Halo...
Trochę dzisiaj będzie spowiedzi, trochę narzekań, sporo nawet złości. W środę zjadłam owe dwa pączki mamusine w ramach obiadu. Co śmieszniejsze, w czwartek nie zjadłam żadnego, podjechałam do piekarni po pracy około 19.30 i nie mieli żadnego pączka, nie omieszkam dodać, że mnie lekko wyśmiali, że o tej porze to ewentualnie mrożone pączki w tesco dostanę...
Wczoraj tj. piątek ujęłam ze śniadania o kromkę i z drugiego o 100 kcal (zjadłam tylko jogurt), co nadrobiłam jabłkiem jako 2 lunchem w drodze powrotnej z Opola, gdzie w domu byłam o 19.30 of course i zjadłam ryż z pomidoro-tuńczykiem... yummy! No a na przekąsko po-obiadowo-kolacyjną zjadłam całe 2 ciastka belvita z nadzieniem śmietankowym. Spożyłam całe 100 kcal więcej niż powinnam :P A to wszystko z okazji spadku wagi.... o,4 kg! Jaki żal w ogóle, nawet nie komentuję. Niby się spodziewałam, że to już nie będzie 1,6 kg tygodniowo a jednak boli...
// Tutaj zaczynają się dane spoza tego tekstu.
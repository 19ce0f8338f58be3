//! Server configuration.
//!
//! Sources, lowest precedence first: built-in defaults, the TOML file named
//! by `--config`, environment variables, command-line flags. Clap resolves
//! the last two, so a flag beats its environment variable.

use std::net::{Ipv4Addr, SocketAddr};
use std::path::{Path, PathBuf};

use clap::Parser;
use roamdb_core::Timestamp;
use serde::Deserialize;
use thiserror::Error;

/// Port used when nothing else is configured.
pub const DEFAULT_PORT: u16 = 80;
/// Archive loaded when nothing else is configured.
pub const DEFAULT_DATA: &str = "/tmp/data/data.zip";
/// Log filter used when neither `--log`, `RUST_LOG` nor the file sets one.
pub const DEFAULT_LOG: &str = "info";

/// Command line of the `roamdb` binary.
#[derive(Debug, Clone, Default, Parser)]
#[command(name = "roamdb", version, about = "In-memory travel store over HTTP")]
pub struct Cli {
    /// TOML file with server settings
    #[arg(long, value_name = "FILE")]
    pub config: Option<PathBuf>,

    /// Port to listen on
    #[arg(long, env = "PORT")]
    pub port: Option<u16>,

    /// Archive (zip file or directory) to load at startup
    #[arg(long, env = "ROAMDB_DATA", value_name = "PATH")]
    pub data: Option<PathBuf>,

    /// Instant ages are computed against, in seconds since the epoch
    #[arg(long, value_name = "SECS", allow_negative_numbers = true)]
    pub reference_time: Option<Timestamp>,

    /// Log filter, e.g. `info` or `roamdb::store=debug`
    #[arg(long, env = "RUST_LOG", value_name = "FILTER")]
    pub log: Option<String>,

    /// Worker threads of the async runtime
    #[arg(long)]
    pub workers: Option<usize>,
}

/// Errors reading the configuration file.
#[derive(Debug, Error)]
pub enum ConfigError {
    /// The file could not be read
    #[error("cannot read config {path}: {source}")]
    Read {
        /// File that was requested
        path: PathBuf,
        /// Underlying error
        #[source]
        source: std::io::Error,
    },

    /// The file is not valid TOML for [`ServerConfig`]
    #[error("invalid config: {0}")]
    Parse(#[from] toml::de::Error),
}

/// Resolved server settings.
#[derive(Debug, Clone, PartialEq, Eq, Deserialize)]
#[serde(default, deny_unknown_fields)]
pub struct ServerConfig {
    /// Port to listen on
    pub port: u16,
    /// Archive loaded at startup
    pub data: PathBuf,
    /// Age reference instant; overrides the archive's `options.txt`
    pub reference_time: Option<Timestamp>,
    /// Log filter directives
    pub log: String,
    /// Worker threads; the runtime default when unset
    pub workers: Option<usize>,
}

impl Default for ServerConfig {
    fn default() -> Self {
        Self {
            port: DEFAULT_PORT,
            data: PathBuf::from(DEFAULT_DATA),
            reference_time: None,
            log: DEFAULT_LOG.to_string(),
            workers: None,
        }
    }
}

impl ServerConfig {
    /// Parse a TOML document. Missing keys keep their defaults.
    pub fn from_toml_str(text: &str) -> Result<Self, ConfigError> {
        Ok(toml::from_str(text)?)
    }

    /// Read a TOML file.
    pub fn from_file(path: &Path) -> Result<Self, ConfigError> {
        let text = std::fs::read_to_string(path).map_err(|source| ConfigError::Read {
            path: path.to_path_buf(),
            source,
        })?;
        Self::from_toml_str(&text)
    }

    /// Combine every source into the final settings.
    pub fn resolve(cli: &Cli) -> Result<Self, ConfigError> {
        let base = match &cli.config {
            Some(path) => Self::from_file(path)?,
            None => Self::default(),
        };
        Ok(base.overlay(cli))
    }

    fn overlay(mut self, cli: &Cli) -> Self {
        if let Some(port) = cli.port {
            self.port = port;
        }
        if let Some(data) = &cli.data {
            self.data = data.clone();
        }
        if cli.reference_time.is_some() {
            self.reference_time = cli.reference_time;
        }
        if let Some(log) = &cli.log {
            self.log = log.clone();
        }
        if cli.workers.is_some() {
            self.workers = cli.workers;
        }
        self
    }

    /// Address to bind, on all interfaces.
    pub fn listen_addr(&self) -> SocketAddr {
        SocketAddr::from((Ipv4Addr::UNSPECIFIED, self.port))
    }
}
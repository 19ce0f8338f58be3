//! Store conformance suite
//!
//! Exercises the public store API end to end: record merges, the visit
//! listing and average queries, and concurrent writers against readers.
//!
//! ```bash
//! cargo test --test store_conformance
//! ```

mod test_utils;

mod concurrency;
mod merge_update;
mod place_average;
mod visit_listing;
//! Id-only secondary index.
//!
//! Maps a key (an account id or a place id) to the bucket of visit ids whose
//! current foreign key equals that key. The order inside a bucket carries no
//! meaning, so removal is swap-with-last.
//!
//! The whole index sits behind one `parking_lot::RwLock`. Writers hold the
//! [`BucketWriter`] guard across a record swap plus the matching bucket
//! move; readers hold a [`BucketReader`] while they resolve a bucket. That
//! makes a move atomic for every reader of the index.

use parking_lot::{RwLock, RwLockReadGuard, RwLockWriteGuard};
use roamdb_core::VisitId;
use rustc_hash::FxHashMap;
use smallvec::SmallVec;

/// Visit ids filed under one key.
pub type Bucket = SmallVec<[VisitId; 8]>;

/// key -> bucket of visit ids
#[derive(Debug, Default)]
pub struct BucketIndex {
    buckets: RwLock<FxHashMap<u32, Bucket>>,
}

impl BucketIndex {
    /// Create an empty index.
    pub fn new() -> Self {
        Self::default()
    }

    /// Create an index with room for `keys` buckets.
    pub fn with_capacity(keys: usize) -> Self {
        Self {
            buckets: RwLock::new(FxHashMap::with_capacity_and_hasher(
                keys,
                Default::default(),
            )),
        }
    }

    /// Shared access for resolving buckets.
    pub fn read(&self) -> BucketReader<'_> {
        BucketReader {
            guard: self.buckets.read(),
        }
    }

    /// Exclusive access for bucket mutation.
    pub fn write(&self) -> BucketWriter<'_> {
        BucketWriter {
            guard: self.buckets.write(),
        }
    }

    /// Copy of one bucket.
    pub fn members(&self, key: u32) -> Vec<VisitId> {
        self.read().members(key).to_vec()
    }

    /// Add one visit id to a bucket.
    pub fn insert(&self, key: u32, visit: VisitId) {
        self.write().insert(key, visit);
    }

    /// Move one visit id between buckets in a single critical section.
    pub fn move_member(&self, visit: VisitId, from: u32, to: u32) {
        self.write().move_member(visit, from, to);
    }

    /// Number of non-empty buckets.
    pub fn key_count(&self) -> usize {
        self.read().guard.len()
    }
}

/// Read guard over a [`BucketIndex`].
pub struct BucketReader<'a> {
    guard: RwLockReadGuard<'a, FxHashMap<u32, Bucket>>,
}

impl BucketReader<'_> {
    /// Visit ids filed under `key`; empty if the key has none.
    pub fn members(&self, key: u32) -> &[VisitId] {
        self.guard.get(&key).map(|b| b.as_slice()).unwrap_or(&[])
    }
}

/// Write guard over a [`BucketIndex`].
pub struct BucketWriter<'a> {
    guard: RwLockWriteGuard<'a, FxHashMap<u32, Bucket>>,
}

impl BucketWriter<'_> {
    /// Visit ids filed under `key`.
    pub fn members(&self, key: u32) -> &[VisitId] {
        self.guard.get(&key).map(|b| b.as_slice()).unwrap_or(&[])
    }

    /// Append `visit` to the bucket for `key`.
    ///
    /// Doesn't deduplicate; callers insert each visit id once.
    pub fn insert(&mut self, key: u32, visit: VisitId) {
        self.guard.entry(key).or_default().push(visit);
    }

    /// Remove `visit` from the bucket for `key`.
    ///
    /// Returns `false` if it wasn't there. Empty buckets are dropped.
    pub fn remove(&mut self, key: u32, visit: VisitId) -> bool {
        let Some(bucket) = self.guard.get_mut(&key) else {
            return false;
        };
        let Some(pos) = bucket.iter().position(|v| *v == visit) else {
            return false;
        };
        bucket.swap_remove(pos);
        if bucket.is_empty() {
            self.guard.remove(&key);
        }
        true
    }

    /// Refile `visit` from `from` to `to`. A no-op when the keys are equal.
    pub fn move_member(&mut self, visit: VisitId, from: u32, to: u32) {
        if from == to {
            return;
        }
        self.remove(from, visit);
        self.insert(to, visit);
    }
}
//! Request body decoding and response encoding.

use axum::http::{header, HeaderValue};
use axum::response::{IntoResponse, Response};
use roamdb_core::{RoamError, RoamResult};
use serde::de::DeserializeOwned;
use serde_json::Value;

/// Decode a write body into a patch.
///
/// The body must be a JSON object and no field may be `null`. Unknown fields
/// are ignored; type mismatches are malformed input.
pub fn decode_patch<T: DeserializeOwned>(body: &[u8]) -> RoamResult<T> {
    let value: Value = serde_json::from_slice(body)
        .map_err(|e| RoamError::malformed(format!("body is not JSON: {}", e)))?;
    let Value::Object(fields) = &value else {
        return Err(RoamError::malformed("body must be a JSON object"));
    };
    if let Some((name, _)) = fields.iter().find(|(_, v)| v.is_null()) {
        return Err(RoamError::malformed(format!("`{}` is null", name)));
    }
    serde_json::from_value(value).map_err(|e| RoamError::malformed(e.to_string()))
}

fn json(body: String) -> Response {
    (
        [(header::CONTENT_TYPE, HeaderValue::from_static("application/json"))],
        body,
    )
        .into_response()
}

/// `{"avg": x.xxxxx}` with exactly five decimals.
pub fn average_body(avg: f64) -> Response {
    json(format!("{{\"avg\": {:.5}}}", avg))
}

/// Empty object acknowledging a write. The connection is closed afterwards.
pub fn write_ack() -> Response {
    (
        [
            (header::CONTENT_TYPE, HeaderValue::from_static("application/json")),
            (header::CONNECTION, HeaderValue::from_static("close")),
        ],
        "{}",
    )
        .into_response()
}
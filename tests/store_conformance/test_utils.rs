//! Shared fixtures for the conformance suite.

use roamdb::{Account, AccountId, Place, PlaceId, Store, StoreOptions, Timestamp, Visit, VisitId};

/// 2017-08-25T21:10:52Z
pub const NOW: Timestamp = 1_503_695_452;

const DAY: Timestamp = 24 * 3600;

/// Store whose age reference is [`NOW`].
pub fn store() -> Store {
    Store::with_options(StoreOptions {
        reference_time: Some(NOW),
        ..Default::default()
    })
}

/// Birth date making someone `years` old at [`NOW`], a month past their
/// birthday.
pub fn born_years_ago(years: i64) -> Timestamp {
    NOW - years * 365 * DAY - years / 4 * DAY - 30 * DAY
}

pub fn account(id: AccountId, gender: &str, age: i64) -> Account {
    Account {
        id,
        email: format!("traveller{}@mail.ru", id),
        first_name: "Пётр".into(),
        last_name: "Фетатосян".into(),
        gender: gender.into(),
        birth_date: born_years_ago(age),
    }
}

pub fn place(id: PlaceId, country: &str, distance: i32) -> Place {
    Place {
        id,
        distance,
        city: "Санктгород".into(),
        place_name: format!("place {}", id),
        country: country.into(),
    }
}

pub fn visit(
    id: VisitId,
    account_id: AccountId,
    place_id: PlaceId,
    visited_at: Timestamp,
    mark: i32,
) -> Visit {
    Visit {
        id,
        account_id,
        place_id,
        visited_at,
        mark,
    }
}
//! roamdb: an in-memory store of accounts, places and visits served over
//! HTTP.
//!
//! This crate re-exports the pieces most callers need:
//!
//! - record types and patches from `roamdb-core`
//! - [`Store`] and the query filters from `roamdb-engine`
//! - the gateway, loader and configuration from `roamdb-server`
//!
//! ```no_run
//! use roamdb::{Store, VisitFilter};
//!
//! let store = Store::new();
//! let visits = store.visits_for_account(1, &VisitFilter::default());
//! assert!(visits.is_err());
//! ```

pub use roamdb_core::{
    Account, AccountId, AccountPatch, EntityKind, ErrorKind, Gender, Place, PlaceId, PlacePatch,
    RoamError, RoamResult, Timestamp, Visit, VisitId, VisitPatch,
};
pub use roamdb_engine::{
    age::age_at, query::round_half_up, AccountVisit, AverageFilter, Store, StoreOptions,
    StoreStats, VisitFilter,
};
pub use roamdb_server::{load, router, AppState, Archive, LoadReport, ServerConfig};
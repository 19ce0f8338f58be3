//! Average marks with age and gender filters.

use roamdb::{age_at, AverageFilter, Gender};

use crate::test_utils::*;

fn seeded() -> roamdb::Store {
    let store = store();
    store.create_account(account(1, "m", 8)).unwrap();
    store.create_account(account(2, "f", 25)).unwrap();
    store.create_account(account(3, "m", 40)).unwrap();
    store.create_place(place(1, "Россия", 3)).unwrap();
    store.create_place(place(2, "Чили", 40)).unwrap();
    for (id, account_id, at, mark) in [
        (1, 1, 100, 3),
        (2, 2, 200, 2),
        (3, 3, 300, 3),
        (4, 3, 400, 2),
        (5, 2, 500, 3),
        (6, 1, 600, 3),
        (7, 2, 700, 2),
    ] {
        store.create_visit(visit(id, account_id, 1, at, mark)).unwrap();
    }
    store
}

#[test]
fn fixture_ages() {
    assert_eq!(age_at(born_years_ago(8), NOW), Some(8));
    assert_eq!(age_at(born_years_ago(25), NOW), Some(25));
    assert_eq!(age_at(born_years_ago(40), NOW), Some(40));
}

#[test]
fn unfiltered_average_rounds_half_up() {
    let store = seeded();
    // 18 / 7 = 2.571428...
    assert_eq!(
        store.average_mark(1, &AverageFilter::default()).unwrap(),
        2.57143
    );
}

#[test]
fn no_matching_visits_is_zero() {
    let store = seeded();
    assert_eq!(store.average_mark(2, &AverageFilter::default()).unwrap(), 0.0);
    let filter = AverageFilter {
        from_date: Some(700),
        ..Default::default()
    };
    assert_eq!(store.average_mark(1, &filter).unwrap(), 0.0);
}

#[test]
fn age_bounds() {
    let store = seeded();
    let adults = AverageFilter {
        from_age: Some(25),
        ..Default::default()
    };
    // 2, 3, 2, 3, 2
    assert_eq!(store.average_mark(1, &adults).unwrap(), 2.4);

    let under_25 = AverageFilter {
        to_age: Some(25),
        ..Default::default()
    };
    assert_eq!(store.average_mark(1, &under_25).unwrap(), 3.0);
}

#[test]
fn gender_and_dates() {
    let store = seeded();
    let men = AverageFilter {
        gender: Some(Gender::Male),
        ..Default::default()
    };
    assert_eq!(store.average_mark(1, &men).unwrap(), 2.75);

    let window = AverageFilter {
        from_date: Some(100),
        to_date: Some(600),
        gender: Some(Gender::Female),
        ..Default::default()
    };
    assert_eq!(store.average_mark(1, &window).unwrap(), 2.5);
}

#[test]
fn reference_time_moves_ages() {
    let store = seeded();
    let filter = AverageFilter {
        to_age: Some(10),
        ..Default::default()
    };
    assert_eq!(store.average_mark(1, &filter).unwrap(), 3.0);
    store.set_reference_time(NOW + 5 * 366 * 24 * 3600);
    assert_eq!(store.average_mark(1, &filter).unwrap(), 0.0);
}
Dzisiaj w ogóle miodzio dzień, po prostu bosko. Mój miał jechać na trening o 10, ale nie pojechał, więc zrobiłam NAM śniadanie. Potem jak wcześniej planowałam, gdy miał iść na trening, pojechałam do pracy, choć niby nie musiałam, ale wiedziałam, że muszę coś zrobić. Awans swojego wymaga, może i zaczyna sie wkradać pracoholizm, ale nie lubię zostawiać innych z moją robotą... Wróciłam po 12 i pojechaliśmy do jubilera z moim. Ostatnio jarałam się podwójnymi pierścionkami, więc mnie wziął. Z zasady mam problem wydawać na siebie większe kwoty, pomimo że lubię rzeczy drogie i markowe. Pierścionek przymierzyłam, ale mnie nie przekonał. Przekonałam GO jednak, żeby sobie kupił zegarek, który drugi raz przymierzał i dalej mu się podobał. Pierścionka nie wzięłam, jakoś nie umiałam się zdecydować czy coś, ale tak w ogóle miło by było coś dostać tak po prostu a nie, że mam sobie sama wybrać. Hello! Walentynki! Gości multum kupowało samych, tylko mój mnie wziął. Ja go namówiłam na zagarek, sama wyszłam z niczym.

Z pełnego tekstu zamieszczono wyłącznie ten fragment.